Warren Buffett famously has said that aliens would be “scratching their heads” at the human affinity to gold and gold investments, and sees the asset as little more than a speculative commodity — not a long-term investment.

I largely agree. But it just so happens that recent conditions could favor a quick pop in the precious metal.

So the time may be right for pure-play gold investments like the SPDR Gold Trust (NYSE:GLD) or the iShares Gold Trust (NYSE:IAU), or perhaps even miners like Barrick Gold (NYSE:ABX) or the broad-based Market Vectors Gold Miners ETF (NYSE:GDX).

Why? Because the headlines and macro news seem to be saying so.

No, I’m not talking about the news that Germany will repatriate some $36 billion in gold over the next decade from vaults in Paris and New York — though lots of fun conspiracy theories can be spun from that headline.

I’m talking more about headlines that relate to currency. Or more particularly, the threats of a “currency war.”

Simply put, a weak currency is a great thing to have right now. That’s because it allows countries to export their home-grown goods more easily and makes other nations’ products less attractive. The most clear example of this is China, which has long kept its currency artificially low to remain competitive.

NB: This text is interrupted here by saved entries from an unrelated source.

//! Password Hashing
//! Mission: Never store or compare a plaintext password

/// bcrypt work factor for every digest this service produces
pub const BCRYPT_COST: u32 = 10;

/// bcrypt reads at most this many bytes of input and ignores the rest
pub const MAX_PASSWORD_BYTES: usize = 72;

/// Hashing failure. Never carries the plaintext.
#[derive(Debug)]
pub enum HashError {
    Bcrypt(bcrypt::BcryptError),
    /// Input longer than bcrypt can take without truncating, in bytes
    TooLong(usize),
}

impl std::fmt::Display for HashError {
    fn fmt(&self, f: &mut std::fmt::Formatter<'_>) -> std::fmt::Result {
        match self {
            HashError::Bcrypt(err) => write!(f, "password hashing failed: {err}"),
            HashError::TooLong(len) => write!(
                f,
                "password is {len} bytes, bcrypt takes at most {MAX_PASSWORD_BYTES}"
            ),
        }
    }
}

impl std::error::Error for HashError {}

impl From<bcrypt::BcryptError> for HashError {
    fn from(err: bcrypt::BcryptError) -> Self {
        HashError::Bcrypt(err)
    }
}

/// One-way salted hashing. Both operations are CPU bound; async callers
/// should run them on the blocking pool.
pub trait PasswordHasher: Send + Sync {
    fn hash(&self, plaintext: &str) -> Result<String, HashError>;

    /// `Ok(false)` for a well-formed digest that does not match
    fn verify(&self, plaintext: &str, digest: &str) -> Result<bool, HashError>;
}

#[derive(Debug, Clone, Default)]
pub struct BcryptHasher;

impl PasswordHasher for BcryptHasher {
    fn hash(&self, plaintext: &str) -> Result<String, HashError> {
        if plaintext.len() > MAX_PASSWORD_BYTES {
            return Err(HashError::TooLong(plaintext.len()));
        }
        Ok(bcrypt::hash(plaintext, BCRYPT_COST)?)
    }

    fn verify(&self, plaintext: &str, digest: &str) -> Result<bool, HashError> {
        // bcrypt would compare only the first 72 bytes
        if plaintext.len() > MAX_PASSWORD_BYTES {
            return Ok(false);
        }
        Ok(bcrypt::verify(plaintext, digest)?)
    }
}

#[cfg(test)]
mod tests {
    use super::*;

    #[test]
    fn test_hash_then_verify() {
        let hasher = BcryptHasher;
        let digest = hasher.hash("examplePass").unwrap();

        assert_ne!(digest, "examplePass");
        assert!(hasher.verify("examplePass", &digest).unwrap());
        assert!(!hasher.verify("examplePass2", &digest).unwrap());
    }

    #[test]
    fn test_hash_is_salted() {
        let hasher = BcryptHasher;
        let first = hasher.hash("password123").unwrap();
        let second = hasher.hash("password123").unwrap();

        assert_ne!(first, second);
        assert!(hasher.verify("password123", &first).unwrap());
        assert!(hasher.verify("password123", &second).unwrap());
    }

    #[test]
    fn test_digest_uses_fixed_cost() {
        let digest = BcryptHasher.hash("password123").unwrap();
        assert!(digest.starts_with("$2b$10$"));
    }

    #[test]
    fn test_refuses_input_bcrypt_would_truncate() {
        let hasher = BcryptHasher;
        // 72 characters, 144 bytes
        let long = "é".repeat(72);
        assert!(matches!(hasher.hash(&long), Err(HashError::TooLong(144))));

        let stored = "é".repeat(36);
        let digest = hasher.hash(&stored).unwrap();
        assert!(hasher.verify(&stored, &digest).unwrap());
        let same_prefix = format!("{stored}totally-different");
        assert!(!hasher.verify(&same_prefix, &digest).unwrap());
    }

    #[test]
    fn test_malformed_digest_is_an_error() {
        assert!(BcryptHasher.verify("password123", "not-a-digest").is_err());
    }
}
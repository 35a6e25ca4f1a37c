//! Note, Folder and Tag Models
//! Mission: Define note data structures and turn raw request bodies into checked inputs

use crate::error::ApiError;
use serde::{Deserialize, Serialize};
use serde_json::{Map, Value};
use uuid::Uuid;

#[derive(Debug, Clone, PartialEq, Eq, Serialize, Deserialize)]
#[serde(rename_all = "camelCase")]
pub struct Folder {
    pub id: String,
    pub name: String,
    pub user_id: String,
}

#[derive(Debug, Clone, PartialEq, Eq, Serialize, Deserialize)]
#[serde(rename_all = "camelCase")]
pub struct Tag {
    pub id: String,
    pub name: String,
    pub user_id: String,
}

/// A note with its tags populated
#[derive(Debug, Clone, Serialize, Deserialize)]
#[serde(rename_all = "camelCase")]
pub struct Note {
    pub id: String,
    pub title: String,
    pub content: String,
    #[serde(default, skip_serializing_if = "Option::is_none")]
    pub folder_id: Option<String>,
    pub tags: Vec<Tag>,
    pub user_id: String,
    pub created_at: String,
    pub updated_at: String,
}

/// Collections whose rows belong to a single user
#[derive(Debug, Clone, Copy, PartialEq, Eq)]
pub enum Collection {
    Folders,
    Tags,
}

impl Collection {
    pub fn table(&self) -> &'static str {
        match self {
            Collection::Folders => "folders",
            Collection::Tags => "tags",
        }
    }
}

/// Minimal view of an owned row, enough to prove it exists for a user
#[derive(Debug, Clone, PartialEq, Eq)]
pub struct OwnedRef {
    pub id: String,
}

/// Query-string filters for listing notes
#[derive(Debug, Clone, Default, Deserialize)]
#[serde(rename_all = "camelCase")]
pub struct NoteFilter {
    pub search_term: Option<String>,
    pub folder_id: Option<String>,
    pub tag_id: Option<String>,
}

/// Body of POST /api/folders and POST /api/tags
#[derive(Debug, Deserialize)]
pub struct NameRequest {
    pub name: Option<String>,
}

/// A validated note ready to insert
#[derive(Debug, Clone, PartialEq, Eq)]
pub struct NewNote {
    pub title: String,
    pub content: String,
    pub folder_id: Option<String>,
    pub tags: Vec<String>,
}

/// What an update does to the folder reference
#[derive(Debug, Clone, PartialEq, Eq)]
pub enum FolderChange {
    Keep,
    Clear,
    Set(String),
}

/// A validated partial update. `None` fields are left untouched.
#[derive(Debug, Clone, PartialEq, Eq)]
pub struct NoteUpdate {
    pub title: Option<String>,
    pub content: Option<String>,
    pub folder: FolderChange,
    pub tags: Option<Vec<String>>,
}

impl NoteUpdate {
    pub fn folder_id(&self) -> Option<&str> {
        match &self.folder {
            FolderChange::Set(id) => Some(id),
            _ => None,
        }
    }
}

/// Only the lowercase hyphenated form ids are stored in
pub fn is_valid_id(id: &str) -> bool {
    Uuid::parse_str(id).is_ok_and(|uuid| uuid.hyphenated().to_string() == id)
}

/// 400 unless `id` looks like one of ours
pub fn ensure_valid_id(id: &str, message: &str) -> Result<(), ApiError> {
    if is_valid_id(id) {
        Ok(())
    } else {
        Err(ApiError::BadRequest(message.to_string()))
    }
}

fn object(body: &Value) -> Result<&Map<String, Value>, ApiError> {
    body.as_object()
        .ok_or_else(|| ApiError::BadRequest("Request body must be a JSON object".to_string()))
}

/// Present and not null
fn field<'a>(fields: &'a Map<String, Value>, name: &str) -> Option<&'a Value> {
    fields.get(name).filter(|v| !v.is_null())
}

fn parse_title(value: Option<&Value>) -> Result<String, ApiError> {
    match value.and_then(Value::as_str) {
        Some(title) if !title.is_empty() => Ok(title.to_string()),
        _ => Err(ApiError::BadRequest(
            "Missing `title` in request body".to_string(),
        )),
    }
}

fn parse_content(value: Option<&Value>) -> Result<String, ApiError> {
    match value {
        None => Ok(String::new()),
        Some(Value::String(content)) => Ok(content.clone()),
        Some(_) => Err(ApiError::BadRequest(
            "The `content` must be a string".to_string(),
        )),
    }
}

/// `Ok(None)` for an empty folder id, which means "no folder"
fn parse_folder_id(value: &Value) -> Result<Option<String>, ApiError> {
    match value.as_str() {
        Some("") => Ok(None),
        Some(id) if is_valid_id(id) => Ok(Some(id.to_string())),
        _ => Err(ApiError::BadRequest("The `folderId` is not valid".to_string())),
    }
}

/// Tag ids in request order with duplicates dropped
fn parse_tags(value: &Value) -> Result<Vec<String>, ApiError> {
    let Some(items) = value.as_array() else {
        return Err(ApiError::BadRequest("`tags` are not an array".to_string()));
    };

    let mut tags: Vec<String> = Vec::with_capacity(items.len());
    for item in items {
        match item.as_str() {
            Some(id) if is_valid_id(id) => {
                if !tags.iter().any(|t| t == id) {
                    tags.push(id.to_string());
                }
            }
            _ => {
                return Err(ApiError::BadRequest(
                    "The `tags` array contains an invalid `id`".to_string(),
                ))
            }
        }
    }
    Ok(tags)
}

impl NewNote {
    pub fn from_json(body: &Value) -> Result<Self, ApiError> {
        let fields = object(body)?;

        let title = parse_title(field(fields, "title"))?;
        let tags = match field(fields, "tags") {
            Some(tags) => parse_tags(tags)?,
            None => Vec::new(),
        };
        let folder_id = match field(fields, "folderId") {
            Some(folder_id) => parse_folder_id(folder_id)?,
            None => None,
        };
        let content = parse_content(field(fields, "content"))?;

        Ok(Self {
            title,
            content,
            folder_id,
            tags,
        })
    }
}

impl NoteUpdate {
    pub fn from_json(body: &Value) -> Result<Self, ApiError> {
        let fields = object(body)?;

        let title = match fields.get("title") {
            Some(title) => Some(parse_title(Some(title))?),
            None => None,
        };
        let content = match fields.get("content") {
            Some(content) => Some(parse_content(Some(content))?),
            None => None,
        };
        let folder = match fields.get("folderId") {
            None => FolderChange::Keep,
            Some(Value::Null) => FolderChange::Clear,
            Some(folder_id) => match parse_folder_id(folder_id)? {
                Some(id) => FolderChange::Set(id),
                None => FolderChange::Clear,
            },
        };
        let tags = match fields.get("tags") {
            None => None,
            Some(Value::Null) => Some(Vec::new()),
            Some(tags) => Some(parse_tags(tags)?),
        };

        Ok(Self {
            title,
            content,
            folder,
            tags,
        })
    }
}
//! Notes Module
//! Mission: Notes that only ever reference their owner's folders and tags

pub mod api;
pub mod models;
pub mod ownership;
pub mod store;

pub use ownership::{OwnershipError, OwnershipValidator};
pub use store::NoteStore;
//! Middleware for observability.

pub mod logging;

pub use logging::request_logging;
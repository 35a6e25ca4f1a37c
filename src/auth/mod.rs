//! Authentication Module
//! Mission: Password hashing, JWT issuance and the per-request identity gate

pub mod api;
pub mod gate;
pub mod jwt;
pub mod middleware;
pub mod models;
pub mod password;
pub mod user_store;
pub mod validation;

pub use gate::AuthGate;
pub use jwt::{JwtHandler, TokenIssuer};
pub use middleware::auth_middleware;
pub use password::{BcryptHasher, PasswordHasher};
pub use user_store::CredentialStore;
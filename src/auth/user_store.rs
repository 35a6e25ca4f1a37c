//! User Storage
//! Mission: Persist user accounts with a unique login name

use crate::auth::models::{NewUser, User};
use crate::db::{conflict_on_unique, now_timestamp, Database, StoreError};
use async_trait::async_trait;
use rusqlite::{params, OptionalExtension, Row};
use tracing::info;
use uuid::Uuid;

/// Conflict message for a taken username
pub const DUPLICATE_USERNAME: &str = "The username already exists";

/// Where user accounts live
#[async_trait]
pub trait CredentialStore: Send + Sync {
    async fn find_by_username(&self, username: &str) -> Result<Option<User>, StoreError>;

    /// Fails with [`StoreError::Conflict`] when the username is taken. The
    /// check happens at write time, not before.
    async fn create_user(&self, new_user: NewUser) -> Result<User, StoreError>;
}

fn user_from_row(row: &Row<'_>) -> rusqlite::Result<User> {
    Ok(User {
        id: row.get(0)?,
        username: row.get(1)?,
        fullname: row.get(2)?,
        password_hash: row.get(3)?,
        created_at: row.get(4)?,
    })
}

#[async_trait]
impl CredentialStore for Database {
    async fn find_by_username(&self, username: &str) -> Result<Option<User>, StoreError> {
        let username = username.to_string();
        self.call(move |conn| {
            let user = conn
                .query_row(
                    "SELECT id, username, fullname, password_hash, created_at
                     FROM users WHERE username = ?1",
                    params![username],
                    user_from_row,
                )
                .optional()?;
            Ok(user)
        })
        .await
    }

    async fn create_user(&self, new_user: NewUser) -> Result<User, StoreError> {
        let user = User {
            id: Uuid::new_v4().to_string(),
            username: new_user.username,
            fullname: new_user.fullname,
            password_hash: new_user.password_hash,
            created_at: now_timestamp(),
        };

        let user = self
            .call(move |conn| {
                conn.execute(
                    "INSERT INTO users (id, username, fullname, password_hash, created_at)
                     VALUES (?1, ?2, ?3, ?4, ?5)",
                    params![
                        user.id,
                        user.username,
                        user.fullname,
                        user.password_hash,
                        user.created_at,
                    ],
                )
                .map_err(|e| conflict_on_unique(e, DUPLICATE_USERNAME))?;
                Ok(user)
            })
            .await?;

        info!(user_id = %user.id, username = %user.username, "Created user");

        Ok(user)
    }
}

#[cfg(test)]
mod tests {
    use super::*;
    use tempfile::NamedTempFile;

    fn create_test_store() -> (Database, NamedTempFile) {
        let temp_file = NamedTempFile::new().unwrap();
        let store = Database::open(temp_file.path()).unwrap();
        (store, temp_file)
    }

    fn new_user(username: &str) -> NewUser {
        NewUser {
            username: username.to_string(),
            fullname: "Example User".to_string(),
            password_hash: "$2b$10$notarealdigest".to_string(),
        }
    }

    #[tokio::test]
    async fn test_create_and_retrieve_user() {
        let (store, _temp) = create_test_store();

        let created = store.create_user(new_user("exampleUser")).await.unwrap();
        assert_eq!(created.username, "exampleUser");

        let retrieved = store.find_by_username("exampleUser").await.unwrap().unwrap();
        assert_eq!(retrieved.id, created.id);
        assert_eq!(retrieved.fullname, "Example User");
        assert_eq!(retrieved.password_hash, "$2b$10$notarealdigest");
    }

    #[tokio::test]
    async fn test_missing_user_is_none() {
        let (store, _temp) = create_test_store();
        assert!(store.find_by_username("nobody").await.unwrap().is_none());
    }

    #[tokio::test]
    async fn test_duplicate_username_conflicts() {
        let (store, _temp) = create_test_store();

        store.create_user(new_user("exampleUser")).await.unwrap();
        match store.create_user(new_user("exampleUser")).await {
            Err(StoreError::Conflict(message)) => assert_eq!(message, DUPLICATE_USERNAME),
            other => panic!("expected conflict, got {other:?}"),
        }
    }

    #[tokio::test]
    async fn test_username_is_case_sensitive() {
        let (store, _temp) = create_test_store();

        store.create_user(new_user("exampleUser")).await.unwrap();
        store.create_user(new_user("EXAMPLEUSER")).await.unwrap();
        assert!(store.find_by_username("exampleuser").await.unwrap().is_none());
    }
}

Remember Mitt Romney’s “currency manipulator” claims during the presidential election?

Emerging markets have long been creative with keeping their currencies weak as a way to boost economic growth. Research from RBS shows that some of the nations most committed and capable to fuel a race to the bottom include Thailand, Malaysia and Chile.

But it seems developed economies are getting in on the act. Sweden also makes the list as Europe continues to struggle along. Russia is pretty high up the list, too.

Thus the headlines about a global “currency war” to see who can win an export edge.

Some of the battles being fought are intentional. Take recent central bank policies in Japan that have weakened the yen in an effort to boost the economy. Japan’s trade balance turned negative early in 2012 and got worse as the year dragged on. So a loosening of monetary policy to ease back the yen could prop up exports and the economy as a whole.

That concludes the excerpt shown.